Respaldó facultad disciplinaria de colegio privado indicando que no existió ilegalidad ni arbitrariedad en la decisión de restringir el ingreso por afectar la convivencia escolar.
El pasado 2 de junio la Tercera Sala de la Corte Suprema en causa rol N° 9.510-2025 revocó la sentencia apelada de 17 de marzo del 2025, dictada por la Corte de Apelaciones de Concepción, y en su lugar rechazó el recurso de protección deducido.
La acción constitucional fue deducida por una particular en contra del Colegio Alemán de Los Ángeles, impugnando como ilegal y arbitraria una carta de sanción disciplinaria fechada el 15 de enero de 2025, alegando que la medida vulneraba sus derechos fundamentales reconocidos en los numerales 1, 4 y 7 del artículo 19 de la Constitución. Solicitó que se declarara la nulidad de la sanción, se eliminara de todo registro institucional y se le permitiera el acceso al recinto, argumentando que ya no era alumna regular, sino egresada.
Según su versión, la sanción se fundó en su participación en una actividad tradicional de fin de año escolar, consistente en la elaboración de una “lista de chequeo” que, a su juicio, tenía un carácter lúdico y no ofensivo. Alegó, además, que no se le garantizó un procedimiento adecuado ni derecho a defensa, y que la medida, que la excluye por cerca de cinco años de toda actividad oficial, le causaba un gran perjuicio personal y familiar, dada su estrecha vinculación con el colegio, especialmente por la permanencia de su hermano menor como alumno regular.

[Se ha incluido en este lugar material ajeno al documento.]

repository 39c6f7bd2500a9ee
//! Node.js project renderer: express app with a small fetch-based proxy.

use std::fmt::Write as _;
use std::path::PathBuf;

use bffgen_core::{
    application::ports::GenerationTarget,
    domain::{CommentStyle, ConfigModel, HttpMethod, Scaffold},
};

use super::{millis, quote};

pub const ROUTES_FILE: &str = "src/index.js";
pub const SERVICES_FILE: &str = "src/services.js";

#[derive(Debug, Default, Clone, Copy)]
pub struct ExpressRenderer;

impl ExpressRenderer {
    pub fn render(&self, model: &ConfigModel) -> Vec<GenerationTarget> {
        vec![self.routes(model), self.services(model)]
    }

    fn routes(&self, model: &ConfigModel) -> GenerationTarget {
        let mut region = String::new();
        let mut routes = Vec::new();

        for (i, service) in model.services.values().enumerate() {
            if i > 0 {
                region.push('\n');
            }
            let _ = writeln!(region, "// {} service routes", service.name);
            for endpoint in &service.endpoints {
                let _ = writeln!(
                    region,
                    "app.{}({}, createProxyHandler(services[{}], {}));",
                    express_method(endpoint.method),
                    quote(&express_path(&endpoint.expose_as), '\''),
                    quote(&service.name, '\''),
                    quote(&express_path(&endpoint.path), '\''),
                );
                routes.push(service.route_key(endpoint));
            }
        }

        let port = model.settings.port;
        let footer = format!(
            "
app.use((req, res) => {{
  res.status(404).json({{ error: 'Not found' }});
}});

const port = process.env.PORT || {port};
app.listen(port, () => {{
  console.log(`listening on :${{port}}`);
}});
"
        );

        GenerationTarget {
            path: PathBuf::from(ROUTES_FILE),
            region,
            scaffold: Scaffold::new(INDEX_HEADER, footer),
            comment_style: CommentStyle::Slash,
            routes,
        }
    }

    fn services(&self, model: &ConfigModel) -> GenerationTarget {
        let mut region = String::new();
        for service in model.services.values() {
            let timeout = service.timeout.unwrap_or(model.settings.timeout);
            let retries = service.retries.unwrap_or(model.settings.retries);
            let _ = writeln!(
                region,
                "  {}: {{ baseUrl: {}, timeout: {}, retries: {} }},",
                quote(&service.name, '\''),
                quote(&service.base_url, '\''),
                millis(timeout),
                retries,
            );
        }

        GenerationTarget {
            path: PathBuf::from(SERVICES_FILE),
            region,
            scaffold: Scaffold::new(
                "'use strict';\n\n// Upstream services this BFF proxies to.\nmodule.exports = {\n",
                "};\n",
            ),
            comment_style: CommentStyle::Slash,
            routes: Vec::new(),
        }
    }
}

const INDEX_HEADER: &str = "\
'use strict';

const express = require('express');
const services = require('./services');

const app = express();
app.use(express.json({ limit: '5mb' }));

app.get('/health', (req, res) => {
  res.json({ status: 'ok' });
});

function createProxyHandler(service, backendPath) {
  return async (req, res, next) => {
    const path = backendPath.replace(/:(\\w+)/g, (_, name) => encodeURIComponent(req.params[name]));
    const query = new URLSearchParams(req.query).toString();
    const url = `${service.baseUrl}${path}${query ? `?${query}` : ''}`;
    try {
      const upstream = await fetch(url, {
        method: req.method,
        headers: { 'content-type': 'application/json' },
        body: ['GET', 'HEAD'].includes(req.method) ? undefined : JSON.stringify(req.body),
        signal: AbortSignal.timeout(service.timeout),
      });
      res.status(upstream.status);
      res.set('content-type', upstream.headers.get('content-type') || 'application/json');
      res.send(Buffer.from(await upstream.arrayBuffer()));
    } catch (err) {
      next(err);
    }
  };
}

";

fn express_method(method: HttpMethod) -> &'static str {
    match method {
        HttpMethod::Get => "get",
        HttpMethod::Post => "post",
        HttpMethod::Put => "put",
        HttpMethod::Patch => "patch",
        HttpMethod::Delete => "delete",
        HttpMethod::Head => "head",
        HttpMethod::Options => "options",
    }
}

/// express spells parameters `:id`; configs may use chi-style `{id}`.
fn express_path(path: &str) -> String {
    path.split('/')
        .map(|seg| match seg.strip_prefix('{').and_then(|s| s.strip_suffix('}')) {
            Some(name) if !name.is_empty() => format!(":{name}"),
            _ => seg.to_string(),
        })
        .collect::<Vec<_>>()
        .join("/")
}
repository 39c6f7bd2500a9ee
//! Go project renderer: chi router with reverse-proxy handlers.

use std::fmt::Write as _;
use std::path::PathBuf;

use bffgen_core::{
    application::ports::GenerationTarget,
    domain::{CommentStyle, ConfigModel, HttpMethod, Scaffold},
};

use super::{millis, quote};

pub const ROUTES_FILE: &str = "cmd/server/main.go";
pub const SERVICES_FILE: &str = "internal/services/services.go";

#[derive(Debug, Default, Clone, Copy)]
pub struct GoChiRenderer;

impl GoChiRenderer {
    pub fn render(&self, model: &ConfigModel) -> Vec<GenerationTarget> {
        vec![self.routes(model), self.services(model)]
    }

    fn routes(&self, model: &ConfigModel) -> GenerationTarget {
        let mut region = String::new();
        let mut routes = Vec::new();

        for (i, service) in model.services.values().enumerate() {
            if i > 0 {
                region.push('\n');
            }
            let _ = writeln!(region, "\t// {} service routes", service.name);
            for endpoint in &service.endpoints {
                let _ = writeln!(
                    region,
                    "\tr.{}({}, createProxyHandler({}, {}))",
                    chi_method(endpoint.method),
                    quote(&chi_path(&endpoint.expose_as), '"'),
                    quote(&service.base_url, '"'),
                    quote(&chi_path(&endpoint.path), '"'),
                );
                routes.push(service.route_key(endpoint));
            }
        }

        GenerationTarget {
            path: PathBuf::from(ROUTES_FILE),
            region,
            scaffold: Scaffold::new(main_header(model), main_footer(model)),
            comment_style: CommentStyle::Slash,
            routes,
        }
    }

    fn services(&self, model: &ConfigModel) -> GenerationTarget {
        let mut region = String::new();
        for service in model.services.values() {
            let timeout = service.timeout.unwrap_or(model.settings.timeout);
            let retries = service.retries.unwrap_or(model.settings.retries);
            let _ = writeln!(
                region,
                "\t{}: {{BaseURL: {}, Timeout: {} * time.Millisecond, Retries: {}}},",
                quote(&service.name, '"'),
                quote(&service.base_url, '"'),
                millis(timeout),
                retries,
            );
        }

        let header = "\
// Package services lists the upstream services this BFF proxies to.
package services

import \"time\"

// Service describes one upstream.
type Service struct {
\tBaseURL string
\tTimeout time.Duration
\tRetries int
}

// All upstreams by name.
var All = map[string]Service{
";
        GenerationTarget {
            path: PathBuf::from(SERVICES_FILE),
            region,
            scaffold: Scaffold::new(header, "}\n"),
            comment_style: CommentStyle::Slash,
            routes: Vec::new(),
        }
    }
}

fn chi_method(method: HttpMethod) -> &'static str {
    match method {
        HttpMethod::Get => "Get",
        HttpMethod::Post => "Post",
        HttpMethod::Put => "Put",
        HttpMethod::Patch => "Patch",
        HttpMethod::Delete => "Delete",
        HttpMethod::Head => "Head",
        HttpMethod::Options => "Options",
    }
}

/// chi spells parameters `{id}`; configs may use express-style `:id`.
fn chi_path(path: &str) -> String {
    path.split('/')
        .map(|seg| match seg.strip_prefix(':') {
            Some(name) if !name.is_empty() => format!("{{{name}}}"),
            _ => seg.to_string(),
        })
        .collect::<Vec<_>>()
        .join("/")
}

fn main_header(model: &ConfigModel) -> String {
    let name = model.project_name.as_deref().unwrap_or("bff");
    format!(
        "\
// Command server runs the {name} backend-for-frontend.
package main

import (
\t\"fmt\"
\t\"log\"
\t\"net/http\"
\t\"net/http/httputil\"
\t\"net/url\"
\t\"strings\"

\t\"github.com/go-chi/chi/v5\"
\t\"github.com/go-chi/chi/v5/middleware\"
)

func main() {{
\tr := chi.NewRouter()
\tr.Use(middleware.RequestID)
\tr.Use(middleware.RealIP)
\tr.Use(middleware.Logger)
\tr.Use(middleware.Recoverer)

\tr.Get(\"/health\", func(w http.ResponseWriter, r *http.Request) {{
\t\tw.WriteHeader(http.StatusOK)
\t\tfmt.Fprint(w, \"ok\")
\t}})

"
    )
}

fn main_footer(model: &ConfigModel) -> String {
    let port = model.settings.port;
    format!(
        "
\tlog.Printf(\"listening on :{port}\")
\tlog.Fatal(http.ListenAndServe(\":{port}\", r))
}}

func createProxyHandler(backendURL, backendPath string) http.HandlerFunc {{
\ttarget, err := url.Parse(backendURL)
\tif err != nil {{
\t\tlog.Fatalf(\"invalid backend URL %q: %v\", backendURL, err)
\t}}
\tproxy := httputil.NewSingleHostReverseProxy(target)
\treturn func(w http.ResponseWriter, r *http.Request) {{
\t\tpath := backendPath
\t\tfor _, key := range chi.RouteContext(r.Context()).URLParams.Keys {{
\t\t\tpath = strings.ReplaceAll(path, \"{{\"+key+\"}}\", chi.URLParam(r, key))
\t\t}}
\t\tr.URL.Path = path
\t\tr.Host = target.Host
\t\tproxy.ServeHTTP(w, r)
\t}}
}}
"
    )
}

#[cfg(test)]
mod tests {
    use super::*;
    use bffgen_core::domain::{ConfigFormat, MarkerSplicer};

    const CONFIG: &str = r#"
services:
  users:
    baseUrl: http://localhost:4000
    timeout: 5s
    endpoints:
      - name: list-users
        path: /users
        method: GET
        exposeAs: /api/users
      - name: get-user
        path: /users/:id
        method: GET
        exposeAs: /api/users/:id
  orders:
    baseUrl: http://localhost:4001
    endpoints:
      - { name: create, path: /orders, method: POST, exposeAs: /api/orders }
settings:
  port: 9090
"#;

    fn model() -> ConfigModel {
        ConfigModel::parse(CONFIG, ConfigFormat::Yaml).unwrap()
    }

    #[test]
    fn routes_region_groups_by_service_in_name_order() {
        let targets = GoChiRenderer.render(&model());
        let region = &targets[0].region;

        assert_eq!(
            region,
            "\t// orders service routes\n\
             \tr.Post(\"/api/orders\", createProxyHandler(\"http://localhost:4001\", \"/orders\"))\n\
             \n\
             \t// users service routes\n\
             \tr.Get(\"/api/users\", createProxyHandler(\"http://localhost:4000\", \"/users\"))\n\
             \tr.Get(\"/api/users/{id}\", createProxyHandler(\"http://localhost:4000\", \"/users/{id}\"))\n"
        );
        assert_eq!(targets[0].routes.len(), 3);
    }

    #[test]
    fn scaffold_uses_configured_port() {
        let target = &GoChiRenderer.render(&model())[0];
        assert!(target.scaffold.footer.contains("http.ListenAndServe(\":9090\", r)"));
    }

    #[test]
    fn fresh_file_has_one_region_inside_main() {
        let target = &GoChiRenderer.render(&model())[0];
        let file = MarkerSplicer::new(CommentStyle::Slash)
            .splice(None, &target.region, &target.scaffold)
            .unwrap();

        let begin = file.find("// bffgen:begin").unwrap();
        let end = file.find("// bffgen:end").unwrap();
        assert!(file.find("func main()").unwrap() < begin);
        assert!(end < file.find("ListenAndServe").unwrap());
    }

    #[test]
    fn services_region_applies_defaults() {
        let targets = GoChiRenderer.render(&model());
        let services = &targets[1];
        assert!(services.routes.is_empty());
        assert!(services.region.contains(
            "\t\"users\": {BaseURL: \"http://localhost:4000\", Timeout: 5000 * time.Millisecond, Retries: 3},"
        ));
        assert!(services.region.contains("Timeout: 30000 * time.Millisecond"));
    }

    #[test]
    fn colon_params_become_braces() {
        assert_eq!(chi_path("/users/:id/posts/:post"), "/users/{id}/posts/{post}");
        assert_eq!(chi_path("/users/{id}"), "/users/{id}");
    }
}
impl Regenerator {
    pub fn new(
        loader: ConfigLoader,
        generator: Generator,
        renderer: Box<dyn RouteRenderer>,
        store: Box<dyn StateStore>,
        options: RegenerationOptions,
    ) -> Self {
        Self {
            loader,
            generator,
            renderer,
            store,
            options,
        }
    }

    pub fn mode(&self) -> GenerationMode {
        self.generator.options().mode
    }

    pub fn generator(&self) -> &Generator {
        &self.generator
    }

    /// Load the ledger this regenerator persists to.
    pub fn load_state(&self) -> BffgenResult<GenerationState> {
        self.store.load()
    }

    pub fn state_location(&self) -> PathBuf {
        self.store.location()
    }

    /// Run one cycle against `config_path`.
    ///
    /// Returns `Err` only when the config cannot be loaded. Per-file and
    /// ledger failures are reported in the [`RegenerationReport`].
    pub fn regenerate(
        &self,
        config_path: &Path,
        state: &mut GenerationState,
    ) -> BffgenResult<RegenerationReport> {
        self.regenerate_with(config_path, state, &mut |_: &FileDiff| {})
    }

    /// Like [`regenerate`](Self::regenerate), passing each file's diff to
    /// `on_diff` before that file is written.
    #[instrument(skip_all, fields(config = %config_path.display(), mode = %self.mode()))]
    pub fn regenerate_with(
        &self,
        config_path: &Path,
        state: &mut GenerationState,
        on_diff: &mut dyn FnMut(&FileDiff),
    ) -> BffgenResult<RegenerationReport> {
        let model = self.loader.load(config_path)?;
        let mode = self.mode();

        let type_changed = state
            .project_type
            .is_some_and(|recorded| recorded != model.project_type);
        if type_changed {
            warn!(
                recorded = ?state.project_type,
                config = %model.project_type,
                "Project type changed since last generation; starting a fresh ledger"
            );
        }
        let ledger_reset = self.options.force || type_changed;
        if ledger_reset && mode.writes() {
            state.reset();
        }
        let is_known = |route: &RouteKey| !ledger_reset && state.is_route_generated(route);

        let mut report = RegenerationReport {
            config_path: config_path.to_path_buf(),
            project_type: model.project_type,
            mode,
            outcomes: Vec::new(),
            failures: Vec::new(),
            new_routes: Vec::new(),
            known_routes: 0,
            ledger_reset,
            state_error: None,
        };

        // routes whose file made it to disk, paired with that file's outcome index
        let mut settled: Vec<(usize, Vec<RouteKey>)> = Vec::new();

        for target in self.renderer.render(&model) {
            match self.generator.generate_file_with(&target, on_diff) {
                Ok(outcome) => {
                    if let Some(previous) = &outcome.previous_hash {
                        if state.is_modified_since_generation(&outcome.ledger_key(), previous) {
                            info!(
                                path = %outcome.path.display(),
                                "File edited since last generation; code outside markers is kept"
                            );
                        }
                    }
                    settled.push((report.outcomes.len(), target.routes));
                    report.outcomes.push(outcome);
                }
                Err(error) => {
                    warn!(path = %target.path.display(), %error, "File generation failed");
                    report.failures.push(FileFailure {
                        path: target.path,
                        error,
                    });
                }
            }
        }

        for (_, routes) in &settled {
            for route in routes {
                if is_known(route) {
                    report.known_routes += 1;
                } else if !report.new_routes.contains(route) {
                    report.new_routes.push(route.clone());
                }
            }
        }

        if !mode.writes() {
            info!(
                changes = report.changed_files().count(),
                new_routes = report.new_routes.len(),
                "Preview finished; nothing written"
            );
            return Ok(report);
        }

        let now = Utc::now();
        for (idx, routes) in settled {
            let outcome = &report.outcomes[idx];
            state.track_generated_file(
                outcome.ledger_key(),
                outcome.content_hash.clone(),
                outcome.has_markers,
                now,
            );
            for route in routes {
                state.track_route(route);
            }
        }
        state.project_type = Some(model.project_type);
        state.mark_persisted(now);

        if let Err(error) = self.store.persist(state) {
            warn!(
                location = %self.store.location().display(),
                %error,
                "Generated files were written but the ledger could not be saved"
            );
            report.state_error = Some(error);
        }

        info!(
            written = report.outcomes.iter().filter(|o| o.status.is_written()).count(),
            failed = report.failures.len(),
            new_routes = report.new_routes.len(),
            "Regeneration finished"
        );
        Ok(report)
    }
}
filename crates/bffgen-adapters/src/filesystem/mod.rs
//! Filesystem adapters.

mod local;

pub use local::LocalFilesystem;
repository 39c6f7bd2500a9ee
// ============================================================================
// domain/error.rs - config and marker invariants
// ============================================================================

use thiserror::Error;

/// Root domain error type.
///
/// Domain errors are pure: they carry no I/O handles and can be cloned
/// into reports and compared in tests.
#[derive(Debug, Error, Clone, PartialEq)]
pub enum DomainError {
    // ========================================================================
    // Config errors
    // ========================================================================
    /// The config document is syntactically invalid or a required field is
    /// missing or malformed. `field` is a dotted path into the document when
    /// the failure can be pinned to one.
    #[error("invalid config{}: {message}", .field.as_ref().map(|f| format!(" at '{f}'")).unwrap_or_default())]
    ConfigParse {
        field: Option<String>,
        message: String,
    },

    /// Two endpoints of one service resolve to the same route identity.
    #[error("duplicate route in service '{service}': {method} {expose_as}")]
    DuplicateRoute {
        service: String,
        method: String,
        expose_as: String,
    },

    // ========================================================================
    // Marker errors
    // ========================================================================
    /// A managed file has missing, repeated, or misordered markers.
    #[error("marker corruption{}: {reason}", .path.as_ref().map(|p| format!(" in {p}")).unwrap_or_default())]
    MarkerCorruption {
        path: Option<String>,
        reason: String,
    },
}

impl DomainError {
    /// Shorthand for a parse error pinned to a field.
    pub fn field(field: impl Into<String>, message: impl Into<String>) -> Self {
        Self::ConfigParse {
            field: Some(field.into()),
            message: message.into(),
        }
    }

    /// Shorthand for a document-level parse error.
    pub fn parse(message: impl Into<String>) -> Self {
        Self::ConfigParse {
            field: None,
            message: message.into(),
        }
    }

    /// Attach the offending file to a marker error.
    pub fn with_path(self, file: impl Into<String>) -> Self {
        match self {
            Self::MarkerCorruption { reason, .. } => Self::MarkerCorruption {
                path: Some(file.into()),
                reason,
            },
            other => other,
        }
    }

    /// Get user-actionable suggestions for fixing this error.
    pub fn suggestions(&self) -> Vec<String> {
        match self {
            Self::ConfigParse { field, .. } => {
                let mut out = vec!["Fix the config file and run the command again".into()];
                if let Some(field) = field {
                    out.push(format!("Check the value of '{field}'"));
                }
                out
            }
            Self::DuplicateRoute {
                service,
                method,
                expose_as,
            } => vec![
                format!("Service '{service}' declares {method} {expose_as} more than once"),
                "Remove one endpoint or give it a different exposeAs path".into(),
            ],
            Self::MarkerCorruption { path, .. } => vec![
                format!(
                    "Restore exactly one 'bffgen:begin' and one 'bffgen:end' line{}",
                    path.as_ref()
                        .map(|p| format!(" in {p}"))
                        .unwrap_or_default()
                ),
                "Or move the file aside so it can be regenerated from scratch".into(),
            ],
        }
    }

    /// Error category for CLI display styling.
    pub fn category(&self) -> ErrorCategory {
        match self {
            Self::ConfigParse { .. } | Self::DuplicateRoute { .. } => ErrorCategory::Validation,
            Self::MarkerCorruption { .. } => ErrorCategory::Conflict,
        }
    }
}

#[derive(Debug, Clone, Copy, PartialEq, Eq)]
pub enum ErrorCategory {
    Validation,
    Conflict,
}
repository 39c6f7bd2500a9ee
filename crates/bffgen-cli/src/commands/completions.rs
//! Shell completion generation.

use std::io;

use clap::CommandFactory;
use clap_complete::{Generator, generate, shells};

use crate::cli::{Cli, CompletionsArgs, Shell};

pub fn execute(args: CompletionsArgs) -> crate::error::CliResult<()> {
    let mut stdout = io::stdout();
    match args.shell {
        Shell::Bash => write_completions(shells::Bash, &mut stdout),
        Shell::Zsh => write_completions(shells::Zsh, &mut stdout),
        Shell::Fish => write_completions(shells::Fish, &mut stdout),
        Shell::PowerShell => write_completions(shells::PowerShell, &mut stdout),
        Shell::Elvish => write_completions(shells::Elvish, &mut stdout),
    }
    Ok(())
}

fn write_completions<G: Generator>(shell: G, out: &mut dyn io::Write) {
    let mut cmd = Cli::command();
    generate(shell, &mut cmd, "bffgen", out);
}
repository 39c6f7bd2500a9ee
//! Implementation of the `bffgen watch` command.
//!
//! Runs one regeneration up front, then one per settled config change until
//! SIGINT/SIGTERM. When the OS cannot watch files, falls back to
//! regenerating each time Enter is pressed.

use std::io::BufRead;
use std::path::Path;
use std::process::{Child, Command};
use std::sync::{Arc, Mutex, mpsc};
use std::thread;
use std::time::Duration;

use signal_hook::consts::{SIGINT, SIGTERM};
use signal_hook::iterator::Signals;
use tracing::{debug, error, info, instrument, warn};

use bffgen_adapters::{ConfigWatcher, WatchEvent, WatchSettings};
use bffgen_core::application::{GenerationMode, Regenerator};
use bffgen_core::domain::{FileDiff, GenerationState};

use super::{RunOptions, build_regenerator, generate::print_report};
use crate::{
    cli::{GlobalArgs, WatchArgs},
    config::AppConfig,
    error::{CliError, CliResult, IntoCli},
    output::OutputManager,
};

enum Control {
    Regenerate,
    Stop,
}

/// Execute `bffgen watch`.
#[instrument(skip_all)]
pub fn execute(
    args: WatchArgs,
    global: GlobalArgs,
    config: AppConfig,
    output: OutputManager,
) -> CliResult<()> {
    let config_path = global.config_path();
    let debounce = Duration::from_millis(args.debounce_ms.unwrap_or(config.watch.debounce_ms));

    let regenerator = build_regenerator(
        &global,
        RunOptions {
            mode: GenerationMode::Write,
            force: false,
            backup: config.generate.backup && !args.no_backup,
            show_diff: config.watch.show_diff && !args.no_diff,
        },
    );
    let state = regenerator.load_state()?;
    let restarter = config
        .watch
        .restart_command
        .clone()
        .filter(|cmd| !args.no_restart && !cmd.trim().is_empty())
        .map(Restarter::new);

    let session = Arc::new(Session {
        regenerator,
        state: Mutex::new(state),
        output,
        restarter: Mutex::new(restarter),
    });

    session.run_cycle(&config_path);

    let (control_tx, control_rx) = mpsc::channel();
    let mut signals = Signals::new([SIGINT, SIGTERM])
        .with_cli_context(|| "registering signal handlers")?;
    let signal_handle = signals.handle();
    let signal_tx = control_tx.clone();
    let signal_thread = thread::spawn(move || {
        if let Some(signal) = signals.forever().next() {
            debug!(signal, "Shutdown signal received");
            let _ = signal_tx.send(Control::Stop);
        }
    });

    let cycle_session = Arc::clone(&session);
    let mut watcher = ConfigWatcher::new(
        [&config_path],
        WatchSettings::default().with_debounce(debounce),
        move |path| cycle_session.run_cycle(path),
    )?;

    match watcher.start() {
        Ok(()) => {
            session.output.info(&format!(
                "Watching {} (debounce {} ms). Press Ctrl+C to stop.",
                config_path.display(),
                debounce.as_millis()
            ))?;
        }
        Err(e) => {
            warn!(error = %e, "Falling back to manual regeneration");
            session.output.warning_stderr(&format!(
                "{e}. Press Enter to regenerate, Ctrl+C to stop."
            ))?;
            watcher.start_pipeline()?;
            spawn_stdin_reader(control_tx.clone());
        }
    }
    drop(control_tx);

    while let Ok(control) = control_rx.recv() {
        match control {
            Control::Regenerate => {
                watcher.submit(WatchEvent::modified(&config_path));
            }
            Control::Stop => break,
        }
    }

    session.output.info("Stopping…")?;
    watcher.stop();
    signal_handle.close();
    if signal_thread.join().is_err() {
        error!("Signal thread panicked");
    }
    session.shutdown();
    Ok(())
}

/// Lines on stdin request a regeneration. The thread is left running on
/// exit; it only ever blocks on stdin.
fn spawn_stdin_reader(tx: mpsc::Sender<Control>) {
    thread::spawn(move || {
        let stdin = std::io::stdin();
        for line in stdin.lock().lines() {
            if line.is_err() || tx.send(Control::Regenerate).is_err() {
                break;
            }
        }
    });
}

/// State shared between the main thread and watch workers.
struct Session {
    regenerator: Regenerator,
    state: Mutex<GenerationState>,
    output: OutputManager,
    restarter: Mutex<Option<Restarter>>,
}

impl Session {
    /// One regeneration. Errors are printed and watching continues; the
    /// files on disk stay as they were before a failed config load.
    fn run_cycle(&self, config_path: &Path) {
        let Ok(mut state) = self.state.lock() else {
            error!("Ledger lock poisoned; skipping regeneration");
            return;
        };

        let _ = self.output.header(&format!(
            "[{}] regenerating from {}",
            chrono::Local::now().format("%H:%M:%S"),
            config_path.display()
        ));

        // each diff is shown before its file is replaced
        let mut show_diff = |diff: &FileDiff| {
            if let Err(e) = self.output.diff(diff) {
                debug!(error = %e, "Failed to print diff");
            }
        };
        match self
            .regenerator
            .regenerate_with(config_path, &mut state, &mut show_diff)
        {
            Ok(report) => {
                if let Err(e) = print_report(&self.output, &report, false) {
                    debug!(error = %e, "Failed to print report");
                }
                let wrote = report.outcomes.iter().any(|o| o.status.is_written());
                if report.failures.is_empty() {
                    self.restart(wrote);
                }
            }
            Err(e) => {
                let err = CliError::from(e);
                err.log();
                let _ = self.output.error_stderr(&err.to_string());
                for suggestion in err.suggestions() {
                    let _ = self.output.error_stderr(&format!("  {suggestion}"));
                }
            }
        }
    }

    fn restart(&self, wrote: bool) {
        let Ok(mut guard) = self.restarter.lock() else {
            return;
        };
        if let Some(restarter) = guard.as_mut() {
            if wrote || !restarter.is_running() {
                restarter.restart();
            }
        }
    }

    fn shutdown(&self) {
        if let Ok(mut guard) = self.restarter.lock() {
            if let Some(restarter) = guard.as_mut() {
                restarter.stop();
            }
        }
    }
}

/// Keeps at most one child process running the restart command.
struct Restarter {
    command: String,
    child: Option<Child>,
}

impl Restarter {
    fn new(command: String) -> Self {
        Self {
            command,
            child: None,
        }
    }

    fn is_running(&mut self) -> bool {
        matches!(self.child.as_mut().map(Child::try_wait), Some(Ok(None)))
    }

    fn restart(&mut self) {
        self.stop();
        match shell_command(&self.command).spawn() {
            Ok(child) => {
                info!(pid = child.id(), command = %self.command, "Restart command started");
                self.child = Some(child);
            }
            Err(e) => warn!(command = %self.command, error = %e, "Failed to run restart command"),
        }
    }

    fn stop(&mut self) {
        if let Some(mut child) = self.child.take() {
            if let Ok(None) = child.try_wait() {
                let _ = child.kill();
            }
            let _ = child.wait();
            debug!("Previous restart child stopped");
        }
    }
}

fn shell_command(command: &str) -> Command {
    let (shell, flag) = if cfg!(windows) { ("cmd", "/C") } else { ("sh", "-c") };
    let mut cmd = Command::new(shell);
    cmd.arg(flag).arg(command);
    cmd
}

#[cfg(test)]
mod tests {
    use super::*;

    #[cfg(unix)]
    #[test]
    fn restarter_replaces_the_running_child() {
        let mut restarter = Restarter::new("sleep 5".into());
        restarter.restart();
        assert!(restarter.is_running());
        let first = restarter.child.as_ref().map(Child::id);

        restarter.restart();
        assert!(restarter.is_running());
        assert_ne!(restarter.child.as_ref().map(Child::id), first);

        restarter.stop();
        assert!(!restarter.is_running());
    }

    #[cfg(unix)]
    #[test]
    fn finished_child_is_not_running() {
        let mut restarter = Restarter::new("true".into());
        restarter.restart();
        let mut child = restarter.child.take().unwrap();
        child.wait().unwrap();
        restarter.child = Some(child);
        assert!(!restarter.is_running());
    }
}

La Corte de Apelaciones de Concepción acogió el recurso en cuanto dejó sin efecto la prohibición de ingreso a dicho establecimiento. Indicó que en su condición de ex alumna, la actora no podía ser objeto de una sanción aplicada por el mismo Colegio, en la medida que el vínculo contractual (prestación de servicios educacionales) ya había cesado, y, por lo mismo, también habían cesado todos los deberes y obligaciones recíprocas, careciendo el establecimiento de facultades para aplicar sanciones a sus ex alumnos. Agregó que si bien no se discute que el Colegio Alemán, en cuanto establecimiento educacional privado, tiene la facultad de restringir el ingreso a sus dependencias a personas ajenas a la comunidad escolar, en el caso de la recurrente concurren circunstancias particulares que ameritan una revisión más cautelosa de la decisión adoptada. En efecto, se trata de una exalumna cuyo hermano menor aún cursa estudios en el mismo establecimiento, lo que otorga un vínculo especial y vigente con la comunidad educativa. Esta situación lleva a considerar que el colegio, al sancionarla con la prohibición de ingreso, actuó como una comisión especial, sin que conste claridad sobre el procedimiento seguido ni las oportunidades de defensa otorgadas a la afectada.
Dicha decisión fue apelada y la Corte Suprema revocó y rechazó el recurso indicando que el hecho reprochado por el establecimiento fue la creación de una lista de alumnos regulares, que incluyó comentarios misóginos, racistas, vulgares y con connotaciones sexuales hacia compañeros de cursos inferiores lo cual motivó el envío de la carta sanción con fecha 15 de enero de 2025, aquello a juicio del establecimiento comprometieron las normas básicas de convivencia y afectaron de manera significativa la dignidad de sus compañeros que aún son alumnos regulares del colegio, de ahí la prohibición a la actora de ingresar al establecimiento, mientras los estudiantes ofendidos detenten dicha calidad.
Recordó que el sistema educacional chileno es de naturaleza mixta, y que la educación particular pagada se encuentra amparada por la libertad de enseñanza. Dicha libertad implica que los establecimientos privados cuentan con autonomía para desarrollar y aplicar su proyecto educativo, dentro del marco normativo vigente. En tales condiciones no se aprecia transgresión a la legalidad, en tanto la decisión se incluye dentro de la autonomía que se reconoce a los colegios privados, en ejercicio de su libertad para llevar a cabo su proyecto educativo, que toda la comunidad escolar reconoce y acepta al elegir el colegio recurrido. Es entonces en cumplimiento de este deber de protección de los miembros de la comunidad escolar, que el Colegio Alemán de Los Ángeles, institución que ejerce su función educativa en un recinto privado, puede restringir el acceso a sus instalaciones de quien determine, máxime si la recurrente ya no detenta la calidad de alumna regular de dicha institución.
Concluyendo que de los antecedentes de la causa no es posible establecer la existencia de un derecho indubitado de la recurrente, que requiera tal protección cautelar, por lo que esta acción constitucional no resulta ser la vía idónea para la decisión del asunto.